The matter was presided over by a bench headed by the outgoing Chief Justice Ranjan Gogoi along with Justices Aniruddha Bose and Krishna Murari. Earlier, Aniruddha Bose recused himself from hearing the said matter. As per the report of Live Law, it has also noted that the court has sought responses from Lawyers Collective. The issue before the court today was to stay the earlier decision as pronounced by the Bombay High Court. On July 25, Bombay HC pronounced its verdict granting interim protection to the NGO and its functionaries, directing the concerned authority to not take any coercive steps until further orders of the court.
The Supreme Court challenged the decision of the Bombay High Court by the CBI. It argued that the Bombay HC erred in not ruling upon the merit as to how was the FIR against the said accused parties ‘unsustainable and wrong in law’. Neither did the judgment considered as to how an ongoing investigation against the said accused would be ‘contrary to the law of the land’.
In the first batch of petitions, before the Bombay HC, it was alleged that the complaint filed by the CBI based on a two-year-old report of the Ministry of Home Affairs [MHA], which accused Lawyers Collective of violations of FCRA. It was said that the CBI did not make any application of mind on the report instead based on it proceeded to file a criminal complaint. It was brought to the notice of the court that Indra Jaising was not named in the FIR; her name was mentioned in the MHA report, which is a part of the FIR.

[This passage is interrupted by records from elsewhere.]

//! Nutritionix HTTP client
//!
//! Wraps the two Nutritionix v2 endpoints the tracker uses:
//! - `GET /v2/search/instant` for type-ahead food search
//! - `POST /v2/natural/nutrients` for detailed nutrition of a phrase
//!
//! Responses are reshaped into the API's own types here so the rest of the
//! backend never sees Nutritionix wire formats.

use crate::config::NutritionixConfig;
use anyhow::{anyhow, Result};
use calorie_tracker_shared::types::{FoodSearchResult, NutrientValue, NutritionDetail};
use reqwest::header::{HeaderMap, HeaderValue, CONTENT_TYPE};
use serde::Deserialize;
use std::time::Duration;
use thiserror::Error;
use tracing::debug;

/// Nutrient attribute ids used in `full_nutrients`
pub const ATTR_ENERGY_KCAL: u32 = 208;
pub const ATTR_PROTEIN: u32 = 203;
pub const ATTR_FAT: u32 = 204;
pub const ATTR_CARBOHYDRATE: u32 = 205;

const DEFAULT_SERVING: &str = "1 serving";

/// Errors talking to Nutritionix
#[derive(Error, Debug)]
pub enum NutritionixError {
    #[error("request failed: {0}")]
    Transport(#[from] reqwest::Error),

    #[error("HTTP {status}: {body}")]
    Status {
        status: reqwest::StatusCode,
        body: String,
    },

    #[error("unexpected response body: {0}")]
    Decode(String),
}

// ----------------------------------------------------------------------------
// Wire types
// ----------------------------------------------------------------------------

#[derive(Debug, Clone, Deserialize)]
pub struct InstantSearchResponse {
    pub common: Vec<CommonFood>,
}

#[derive(Debug, Clone, Deserialize)]
pub struct CommonFood {
    pub food_name: String,
    #[serde(default)]
    pub serving_unit: Option<String>,
    #[serde(default)]
    pub full_nutrients: Option<Vec<NutrientValue>>,
}

#[derive(Debug, Clone, Deserialize)]
pub struct NaturalNutrientsResponse {
    #[serde(default)]
    pub foods: Vec<NaturalFood>,
}

#[derive(Debug, Clone, Default, Deserialize)]
pub struct NaturalFood {
    pub food_name: String,
    #[serde(default)]
    pub nf_calories: Option<f64>,
    #[serde(default)]
    pub nf_protein: Option<f64>,
    #[serde(default)]
    pub nf_total_carbohydrate: Option<f64>,
    #[serde(default)]
    pub nf_total_fat: Option<f64>,
    #[serde(default)]
    pub nf_dietary_fiber: Option<f64>,
    #[serde(default)]
    pub nf_sugars: Option<f64>,
    #[serde(default)]
    pub nf_sodium: Option<f64>,
    #[serde(default)]
    pub serving_qty: Option<f64>,
    #[serde(default)]
    pub serving_unit: Option<String>,
}

// ----------------------------------------------------------------------------
// Reshaping
// ----------------------------------------------------------------------------

/// Round to one decimal place
pub fn round1(value: f64) -> f64 {
    (value * 10.0).round() / 10.0
}

fn nutrient(nutrients: Option<&[NutrientValue]>, attr_id: u32) -> f64 {
    nutrients
        .and_then(|list| list.iter().find(|n| n.attr_id == attr_id))
        .map(|n| n.value)
        .unwrap_or(0.0)
}

/// Convert instant-search hits to API results, numbering them from 1
pub fn map_common_foods(foods: Vec<CommonFood>) -> Vec<FoodSearchResult> {
    foods
        .into_iter()
        .enumerate()
        .map(|(index, food)| {
            let nutrients = food.full_nutrients.as_deref();
            FoodSearchResult {
                id: index as u32 + 1,
                calories: nutrient(nutrients, ATTR_ENERGY_KCAL).round(),
                protein: round1(nutrient(nutrients, ATTR_PROTEIN)),
                carbs: round1(nutrient(nutrients, ATTR_CARBOHYDRATE)),
                fat: round1(nutrient(nutrients, ATTR_FAT)),
                serving_size: food
                    .serving_unit
                    .filter(|unit| !unit.is_empty())
                    .unwrap_or_else(|| DEFAULT_SERVING.to_string()),
                name: food.food_name,
                full_nutrients: food.full_nutrients,
            }
        })
        .collect()
}

/// Convert a natural-language nutrients hit to an API result
pub fn map_natural_food(food: NaturalFood) -> NutritionDetail {
    let serving_qty = food.serving_qty.unwrap_or(1.0);
    let serving_unit = food.serving_unit.unwrap_or_else(|| "serving".to_string());

    NutritionDetail {
        name: food.food_name,
        calories: food.nf_calories.unwrap_or(0.0).round(),
        protein: round1(food.nf_protein.unwrap_or(0.0)),
        carbs: round1(food.nf_total_carbohydrate.unwrap_or(0.0)),
        fat: round1(food.nf_total_fat.unwrap_or(0.0)),
        fiber: round1(food.nf_dietary_fiber.unwrap_or(0.0)),
        sugar: round1(food.nf_sugars.unwrap_or(0.0)),
        sodium: food.nf_sodium.unwrap_or(0.0).round(),
        serving_size: format!("{} {}", serving_qty, serving_unit),
        serving_qty,
        serving_unit,
    }
}

// ----------------------------------------------------------------------------
// Client
// ----------------------------------------------------------------------------

/// Nutritionix API client
///
/// Cheap to clone; the underlying connection pool is shared.
#[derive(Debug, Clone)]
pub struct NutritionixClient {
    client: reqwest::Client,
    base_url: String,
}

impl NutritionixClient {
    /// Build a client with the app credentials as default headers
    pub fn new(config: &NutritionixConfig) -> Result<Self> {
        let mut headers = HeaderMap::new();
        headers.insert(
            "x-app-id",
            HeaderValue::from_str(&config.app_id)
                .map_err(|_| anyhow!("Nutritionix app id contains invalid characters"))?,
        );
        headers.insert(
            "x-app-key",
            HeaderValue::from_str(&config.app_key)
                .map_err(|_| anyhow!("Nutritionix app key contains invalid characters"))?,
        );
        headers.insert(CONTENT_TYPE, HeaderValue::from_static("application/json"));

        let client = reqwest::Client::builder()
            .timeout(Duration::from_secs(config.timeout_secs))
            .default_headers(headers)
            .build()
            .map_err(|e| anyhow!("Failed to build Nutritionix HTTP client: {}", e))?;

        Ok(Self {
            client,
            base_url: config.base_url.trim_end_matches('/').to_string(),
        })
    }

    async fn check_status(resp: reqwest::Response) -> Result<reqwest::Response, NutritionixError> {
        let status = resp.status();
        if !status.is_success() {
            let body = resp.text().await.unwrap_or_default();
            return Err(NutritionixError::Status { status, body });
        }
        Ok(resp)
    }

    /// Common (unbranded) foods matching a query
    pub async fn instant_search(&self, query: &str) -> Result<Vec<FoodSearchResult>, NutritionixError> {
        let url = format!("{}/v2/search/instant", self.base_url);
        debug!(query, "Nutritionix instant search");

        let resp = self
            .client
            .get(&url)
            .query(&[("query", query), ("branded", "false"), ("detailed", "true")])
            .send()
            .await?;
        let resp = Self::check_status(resp).await?;

        let body: InstantSearchResponse = resp
            .json()
            .await
            .map_err(|e| NutritionixError::Decode(e.to_string()))?;

        Ok(map_common_foods(body.common))
    }

    /// Detailed nutrition for the first food recognised in a phrase
    pub async fn natural_nutrients(&self, query: &str) -> Result<Option<NutritionDetail>, NutritionixError> {
        let url = format!("{}/v2/natural/nutrients", self.base_url);
        debug!(query, "Nutritionix natural nutrients");

        let resp = self
            .client
            .post(&url)
            .json(&serde_json::json!({ "query": query }))
            .send()
            .await?;
        let resp = Self::check_status(resp).await?;

        let body: NaturalNutrientsResponse = resp
            .json()
            .await
            .map_err(|e| NutritionixError::Decode(e.to_string()))?;

        Ok(body.foods.into_iter().next().map(map_natural_food))
    }
}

The report of the MHA called to her some specific allegations of violations of the FCRA. The accusations on Lawyers Collective and its functionaries was that between the period of 2009 to 2015, the NGO received foreign funding. However, on checking the records, it has failed to disclosed not to reflect a significant part of those funding, it says that it was utilised for ‘personal benefits’ and thus is a clear violation of the FCR Act.
The report as prepared by the MHA also discloses that while Indra Jaising was appointed as the additional solicitor general of the country, she continued to withdraw remuneration from the NGO which was attributed to the funding received from foreign agencies. The report was prepared based on an inspection report conducted in 2016, setting out the primary allegation to be that of non-disclosure. After that, MHA issued an order based on the report cancelling the registration of Lawyers Collective and thus disallowing it from receiving any further foreign funds. The NGO took the matter to the HC in 2017 and remained pending before a single judge. The primary question that arises is that the FIR came two and a half years after the MHA report. That too, when the matter is still pending (sub-judice) in the court.
There has been widespread condemnation of the recent attacks on the NGO as well as two well-known lawyers. It has been called “a brute show of intimidation as well as a gross abuse of power”. It is being seen as a direct fallout of the striding work of social justice done by the NGO as well as both Indra Jaising and Anand Grover in their capacities.